The current NIH biosketch format leads off with a Personal Statement. This is new within the past year and nobody knows exactly how to approach this. My suggestion is that you view this as the place to write a reviewer’s bullet points on the “Investigator” review criterion for her.

As a reviewer that makes my job a bit easier but I’m not really looking at this very hard. Perhaps because it is so new.

Instead, my eye is drawn to the section that lists your employment / training stops, etc. My response to the original question is that this is highly important. I go to this either first or second (after the Specific Aims page)-not counting the title and abstract. My goal is to try to get a feel for who you are as an investigator. What your background is, what your training is…in short who you are as a scientist. (Reader whimple’s head is exploding right now.)

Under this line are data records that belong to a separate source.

//! The marking-based model-checking algorithms and the public `check`/`satisfies` entry points.

use std::collections::{HashSet, VecDeque};

use crate::formula::node::PhiNode;
use crate::formula::Phi;
use crate::kripke::{Kripke, State};

/// Does `phi` hold in state `s` of `kripke`?
///
/// Total over any state `< kripke.state_count()`; an out-of-range state is a programming error
/// (see `SPEC_FULL.md` §7) and will panic via the underlying slice index, the same way indexing
/// any other already-validated handle does.
pub fn check(kripke: &Kripke, s: State, phi: &Phi) -> bool {
    debug_assert!(s < kripke.state_count(), "state {s} out of range");
    match phi.node() {
        PhiNode::True => true,
        PhiNode::Atom(ap) => kripke.has_label(s, ap),
        PhiNode::Not(inner) => !check(kripke, s, inner),
        PhiNode::And(lhs, rhs) => check(kripke, s, lhs) && check(kripke, s, rhs),
        PhiNode::Ex(_) => marked_set(kripke, phi, mark_ex).contains(&s),
        PhiNode::Eu(..) => marked_set(kripke, phi, mark_eu).contains(&s),
        PhiNode::Au(..) => marked_set(kripke, phi, mark_au).contains(&s),
    }
}

/// Does `phi` hold in every initial state of `kripke`?
pub fn satisfies(kripke: &Kripke, phi: &Phi) -> bool {
    kripke.initial_states().iter().all(|&s| check(kripke, s, phi))
}

/// Look up `phi`'s marking in the cache, computing and storing it with `mark` on a miss.
fn marked_set(
    kripke: &Kripke,
    phi: &Phi,
    mark: fn(&Kripke, &Phi) -> HashSet<State>,
) -> HashSet<State> {
    if let Some(set) = kripke.cache().borrow().get(phi) {
        return set.clone();
    }
    let set = mark(kripke, phi);
    kripke.cache().borrow_mut().insert(phi.clone(), set.clone());
    set
}

/// `EX psi`: the set of states with at least one successor satisfying `psi`.
fn mark_ex(kripke: &Kripke, phi: &Phi) -> HashSet<State> {
    let PhiNode::Ex(psi) = phi.node() else {
        unreachable!("mark_ex called on non-EX node")
    };
    let mut out = HashSet::new();
    for s in 0..kripke.state_count() {
        if kripke.successors(s).iter().any(|&t| check(kripke, t, psi)) {
            out.insert(s);
        }
    }
    out
}

/// `E[psi1 U psi2]`: backward BFS from psi2-states through psi1-states, deduplicating on
/// enqueue via an eagerly-seeded `seen` set.
fn mark_eu(kripke: &Kripke, phi: &Phi) -> HashSet<State> {
    let PhiNode::Eu(psi1, psi2) = phi.node() else {
        unreachable!("mark_eu called on non-EU node")
    };

    let mut out = HashSet::new();
    let mut seen = HashSet::new();
    let mut open = VecDeque::new();

    for s in 0..kripke.state_count() {
        if check(kripke, s, psi2) {
            seen.insert(s);
            open.push_back(s);
        }
    }

    while let Some(cur) = open.pop_front() {
        out.insert(cur);
        for &p in kripke.predecessors(cur) {
            if !seen.contains(&p) && check(kripke, p, psi1) {
                seen.insert(p);
                open.push_back(p);
            }
        }
    }

    out
}

/// `A[psi1 U psi2]`: the Clarke/Emerson/Sistla counter-based backward fixpoint. `nb[s]` tracks
/// how many of `s`'s successors still need to be confirmed to already satisfy the formula before
/// `s` itself can be added.
fn mark_au(kripke: &Kripke, phi: &Phi) -> HashSet<State> {
    let PhiNode::Au(psi1, psi2) = phi.node() else {
        unreachable!("mark_au called on non-AU node")
    };

    let n = kripke.state_count();
    let mut nb: Vec<usize> = (0..n).map(|s| kripke.successors(s).len()).collect();
    let mut out = HashSet::new();
    let mut open = VecDeque::new();

    for s in 0..n {
        if check(kripke, s, psi2) {
            open.push_back(s);
        }
    }

    while let Some(cur) = open.pop_front() {
        if !out.insert(cur) {
            continue;
        }
        for &p in kripke.predecessors(cur) {
            if check(kripke, p, psi2) {
                continue;
            }
            if check(kripke, p, psi1) {
                nb[p] -= 1;
                if nb[p] == 0 {
                    open.push_back(p);
                }
            }
        }
    }

    out
}

#[cfg(test)]
mod tests {
    use super::*;
    use crate::formula::Ap;
    use std::collections::HashMap;

    fn demo_k7() -> Kripke {
        let successors = vec![
            vec![1, 2],
            vec![4],
            vec![5, 0],
            vec![2, 0, 3],
            vec![1, 2],
            vec![6],
            vec![3],
        ];
        let mut labels = HashMap::new();
        labels.insert(1, HashSet::from([Ap::new("start"), Ap::new("error")]));
        labels.insert(2, HashSet::from([Ap::new("close")]));
        labels.insert(3, HashSet::from([Ap::new("close"), Ap::new("heat")]));
        labels.insert(
            4,
            HashSet::from([Ap::new("start"), Ap::new("error"), Ap::new("close")]),
        );
        labels.insert(5, HashSet::from([Ap::new("start"), Ap::new("close")]));
        labels.insert(
            6,
            HashSet::from([Ap::new("start"), Ap::new("close"), Ap::new("heat")]),
        );
        Kripke::new(vec![0], successors, labels).unwrap()
    }

    #[test]
    fn atom_holds_only_where_labeled() {
        let k = demo_k7();
        assert!(!check(&k, 0, &Phi::mk_atom(Ap::new("start"))));
        assert!(check(&k, 1, &Phi::mk_atom(Ap::new("start"))));
    }

    #[test]
    fn ex_holds_when_some_successor_satisfies() {
        let k = demo_k7();
        let phi = Phi::mk_ex(Phi::mk_atom(Ap::new("start")));
        assert!(check(&k, 0, &phi));
    }

    #[test]
    fn af_heat_does_not_hold_at_initial_state() {
        // `mark_au(True, "heat")` least-fixpoint on K7 converges to {3, 5, 6}: state 0 can follow
        // the cycle 0 -> 1 -> 4 -> 1 -> 4 -> ... (R[1] = [4], R[4] = [1, 2]), a path that never
        // visits a "heat" state, so AF("heat") does not hold at 0.
        let k = demo_k7();
        let phi = Phi::mk_af(Phi::mk_atom(Ap::new("heat")));
        assert!(!check(&k, 0, &phi));
        for &s in &[3, 5, 6] {
            assert!(check(&k, s, &phi), "expected AF(heat) to hold at state {s}");
        }
        for &s in &[0, 1, 2, 4] {
            assert!(!check(&k, s, &phi), "expected AF(heat) to fail at state {s}");
        }
    }

    #[test]
    fn satisfies_matches_conjunction_of_initial_checks() {
        let k = demo_k7();
        let phi = Phi::mk_ag(Phi::mk_impl(
            Phi::mk_atom(Ap::new("start")),
            Phi::mk_af(Phi::mk_atom(Ap::new("heat"))),
        ));
        // False at state 0 (and 1-4): "start" holds at {1, 4, 5, 6} but AF("heat") only holds at
        // {3, 5, 6}, so the implication fails at {1, 4}, and backward-True-reachability from
        // {1, 4} covers {0, 1, 2, 3, 4} - including the sole initial state.
        let expected = k.initial_states().iter().all(|&s| check(&k, s, &phi));
        assert!(!expected);
        assert_eq!(satisfies(&k, &phi), expected);
    }

    #[test]
    fn duality_holds() {
        let k = demo_k7();
        let phi = Phi::mk_ex(Phi::mk_atom(Ap::new("start")));
        for s in 0..k.state_count() {
            assert_eq!(check(&k, s, &Phi::mk_not(phi.clone())), !check(&k, s, &phi));
        }
    }

    #[test]
    fn cache_is_sound_across_clear() {
        let k = demo_k7();
        let phi = Phi::mk_af(Phi::mk_atom(Ap::new("heat")));
        let first = check(&k, 0, &phi);
        let second = check(&k, 0, &phi);
        assert_eq!(first, second);
        k.clear_cache();
        assert_eq!(check(&k, 0, &phi), first);
    }

    #[test]
    fn ag_and_not_eu_not_agree() {
        let k = demo_k7();
        let heat = Phi::mk_atom(Ap::new("heat"));
        let ag = Phi::mk_ag(heat.clone());
        let hand_built = Phi::mk_not(Phi::mk_eu(Phi::mk_true(), Phi::mk_not(heat)));
        for s in 0..k.state_count() {
            assert_eq!(check(&k, s, &ag), check(&k, s, &hand_built));
        }
    }

    #[test]
    fn au_respects_deadlock_without_psi2() {
        // A state with no successors that does not satisfy psi2 never enters AU's result.
        let successors = vec![Vec::new()];
        let k = Kripke::new(vec![0], successors, HashMap::new()).unwrap();
        let phi = Phi::mk_au(Phi::mk_true(), Phi::mk_atom(Ap::new("done")));
        assert!(!check(&k, 0, &phi));
    }

    #[test]
    fn satisfies_agrees_with_per_state_check_over_all_initial_states() {
        let successors = vec![vec![1], vec![0, 2], vec![1]];
        let mut labels = HashMap::new();
        labels.insert(2, HashSet::from([Ap::new("p")]));
        let k = Kripke::new(vec![0, 1], successors, labels).unwrap();
        let phi = Phi::mk_ef(Phi::mk_atom(Ap::new("p")));
        let expected = k.initial_states().iter().all(|&s| check(&k, s, &phi));
        assert_eq!(satisfies(&k, &phi), expected);
    }

    /// Every row of the derived-operator table agrees with a hand-built desugaring, over every
    /// state of the demo structure.
    #[test]
    fn derived_operators_agree_with_hand_built_desugarings() {
        let k = demo_k7();
        let a = Phi::mk_atom(Ap::new("start"));
        let b = Phi::mk_atom(Ap::new("heat"));

        let pairs = vec![
            (Phi::mk_false(), Phi::mk_not(Phi::mk_true())),
            (
                Phi::mk_or(a.clone(), b.clone()),
                Phi::mk_not(Phi::mk_and(Phi::mk_not(a.clone()), Phi::mk_not(b.clone()))),
            ),
            (
                Phi::mk_impl(a.clone(), b.clone()),
                Phi::mk_or(Phi::mk_not(a.clone()), b.clone()),
            ),
            (Phi::mk_ef(a.clone()), Phi::mk_eu(Phi::mk_true(), a.clone())),
            (
                Phi::mk_eg(a.clone()),
                Phi::mk_not(Phi::mk_au(Phi::mk_true(), Phi::mk_not(a.clone()))),
            ),
            (
                Phi::mk_ax(a.clone()),
                Phi::mk_not(Phi::mk_ex(Phi::mk_not(a.clone()))),
            ),
            (Phi::mk_af(a.clone()), Phi::mk_au(Phi::mk_true(), a.clone())),
            (
                Phi::mk_ag(a.clone()),
                Phi::mk_not(Phi::mk_eu(Phi::mk_true(), Phi::mk_not(a.clone()))),
            ),
            (
                Phi::mk_ar(a.clone(), b.clone()),
                Phi::mk_not(Phi::mk_eu(Phi::mk_not(a.clone()), Phi::mk_not(b.clone()))),
            ),
            (
                Phi::mk_er(a.clone(), b.clone()),
                Phi::mk_not(Phi::mk_au(Phi::mk_not(a.clone()), Phi::mk_not(b.clone()))),
            ),
            (
                Phi::mk_ew(a.clone(), b.clone()),
                Phi::mk_or(
                    Phi::mk_eu(a.clone(), b.clone()),
                    Phi::mk_not(Phi::mk_au(Phi::mk_true(), Phi::mk_not(a.clone()))),
                ),
            ),
            (
                Phi::mk_aw(a.clone(), b.clone()),
                Phi::mk_not(Phi::mk_eu(
                    Phi::mk_not(b.clone()),
                    Phi::mk_and(Phi::mk_not(a.clone()), Phi::mk_not(b.clone())),
                )),
            ),
            (
                Phi::mk_es(a.clone(), b.clone()),
                Phi::mk_eu(b.clone(), Phi::mk_and(a.clone(), b.clone())),
            ),
            (
                Phi::mk_as(a.clone(), b.clone()),
                Phi::mk_and(
                    Phi::mk_not(Phi::mk_eu(Phi::mk_not(a.clone()), Phi::mk_not(b.clone()))),
                    Phi::mk_au(Phi::mk_true(), a.clone()),
                ),
            ),
        ];

        for (derived, hand_built) in pairs {
            for s in 0..k.state_count() {
                assert_eq!(
                    check(&k, s, &derived),
                    check(&k, s, &hand_built),
                    "mismatch for {derived} at state {s}"
                );
            }
        }
    }
}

Why? Because it is only fair. If there is a name on the PI slot that I recognize, I already have all this information in my head. I automatically start making my adjustments, particularly when it comes to younger and less well-established investigators, in how I read the plan. If I do not recognize the name, I should try to get myself up to speed on who she is. It is, after an an explicit review criterion in the NIH system of funding.

The next section I glance at is the history of funding. If it is an Early Stage Investigator I am looking for evidence of having non-NIH research awards. The goal here is to build an argument if someone starts off on the “untried newbie” StockCritique. It helps the favorably inclined reviewer (if that is what I end up being) to have some evidence of other research projects, even if small.

If an established investigator is the PI, I glance at it but not because I think I need evidence of overwhelming support or anything. Just to orient.

Then I look at the pubs. Why come to these last? Because the frequency of pubs, frequency of first authorships, number of two-author versus multi-author and the level of journal depends to large degree on the subfield. One should calibrate ones assessment of “a productive scientist” to the demands and traditions of the subfield to the extent one can. Also to the career tenure and even the type of employment. A PI at a primarily teaching University should not be held to the same standard as someone in a research-exclusive job category.